● **Task to complete**
Exactly the lines from the beginning of the material to the line with "router (presentation layer)" are to be repeated, both ends included.

● **Provided data**
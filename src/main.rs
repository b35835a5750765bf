// Main entry point - Dependency injection and server setup
mod domain;
mod application;
mod infrastructure;
mod presentation;
#[cfg(test)]
mod test_support;

use std::sync::Arc;

use anyhow::Context;
use tower_http::trace::TraceLayer;
use tracing_subscriber::EnvFilter;

use crate::application::dashboard_service::{Dashboard, PanelSources, RefreshIntervals};
use crate::infrastructure::config::load_config;
use crate::infrastructure::http_client::JsonClient;
use crate::infrastructure::iss_client::IssSource;
use crate::infrastructure::nasa_client::{ApodSource, NasaClient, NeoFeedSource};
use crate::infrastructure::synthetic::{MarsWeatherGenerator, TelemetryGenerator};
use crate::presentation::app_state::AppState;
use crate::presentation::handlers::routes;

#[tokio::main]
async fn main() -> anyhow::Result<()> {
    // Initialize tracing
    tracing_subscriber::fmt()
        .with_env_filter(
            EnvFilter::try_from_default_env().unwrap_or_else(|_| EnvFilter::new("info")),
        )
        .init();

    // Load configuration
    let config = load_config()?;
    tracing::debug!(?config, "configuration loaded");

    // Create sources (infrastructure layer)
    let http = JsonClient::new(config.http.timeout())?;
    let nasa = NasaClient::new(http.clone(), &config.nasa.base_url, &config.nasa.api_key);
    let sources = PanelSources {
        telemetry: Arc::new(TelemetryGenerator::new()),
        iss: Arc::new(IssSource::new(http, &config.iss.url)),
        mars_weather: Arc::new(MarsWeatherGenerator::new()),
        apod: Arc::new(ApodSource::new(nasa.clone())),
        asteroids: Arc::new(NeoFeedSource::new(nasa)),
    };

    // Create the dashboard (application layer)
    let dashboard = Arc::new(Dashboard::new(
        sources,
        RefreshIntervals::from(&config.refresh),
    ));
    dashboard.start().await;

    // Build router (presentation layer)
    // Compression is negotiated per response by the handlers, so no
    // CompressionLayer here.
    let state = Arc::new(AppState {
        dashboard: dashboard.clone(),
    });
    let router = routes(state).layer(TraceLayer::new_for_http());

    // Start server
    let listener = tokio::net::TcpListener::bind(&config.server.bind)
        .await
        .with_context(|| format!("failed to bind {}", config.server.bind))?;
    tracing::info!(addr = %config.server.bind, "starting mission-control-telemetry");

    axum::serve(listener, router)
        .with_graceful_shutdown(shutdown_signal())
        .await
        .context("server error")?;

    dashboard.shutdown().await;
    tracing::info!("stopped");
    Ok(())
}

async fn shutdown_signal() {
    if let Err(e) = tokio::signal::ctrl_c().await {
        tracing::error!(error = %e, "failed to listen for shutdown signal");
        std::future::pending::<()>().await;
    }
}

● **Output below**
filename src/main.rs
repository b35835a5750765bf
// Main entry point - Dependency injection and server setup
mod domain;
mod application;
mod infrastructure;
mod presentation;
#[cfg(test)]
mod test_support;

use std::sync::Arc;

use anyhow::Context;
use tower_http::trace::TraceLayer;
use tracing_subscriber::EnvFilter;

use crate::application::dashboard_service::{Dashboard, PanelSources, RefreshIntervals};
use crate::infrastructure::config::load_config;
use crate::infrastructure::http_client::JsonClient;
use crate::infrastructure::iss_client::IssSource;
use crate::infrastructure::nasa_client::{ApodSource, NasaClient, NeoFeedSource};
use crate::infrastructure::synthetic::{MarsWeatherGenerator, TelemetryGenerator};
use crate::presentation::app_state::AppState;
use crate::presentation::handlers::routes;

#[tokio::main]
async fn main() -> anyhow::Result<()> {
    // Initialize tracing
    tracing_subscriber::fmt()
        .with_env_filter(
            EnvFilter::try_from_default_env().unwrap_or_else(|_| EnvFilter::new("info")),
        )
        .init();

    // Load configuration
    let config = load_config()?;
    tracing::debug!(?config, "configuration loaded");

    // Create sources (infrastructure layer)
    let http = JsonClient::new(config.http.timeout())?;
    let nasa = NasaClient::new(http.clone(), &config.nasa.base_url, &config.nasa.api_key);
    let sources = PanelSources {
        telemetry: Arc::new(TelemetryGenerator::new()),
        iss: Arc::new(IssSource::new(http, &config.iss.url)),
        mars_weather: Arc::new(MarsWeatherGenerator::new()),
        apod: Arc::new(ApodSource::new(nasa.clone())),
        asteroids: Arc::new(NeoFeedSource::new(nasa)),
    };

    // Create the dashboard (application layer)
    let dashboard = Arc::new(Dashboard::new(
        sources,
        RefreshIntervals::from(&config.refresh),
    ));
    dashboard.start().await;

    // Build router (presentation layer)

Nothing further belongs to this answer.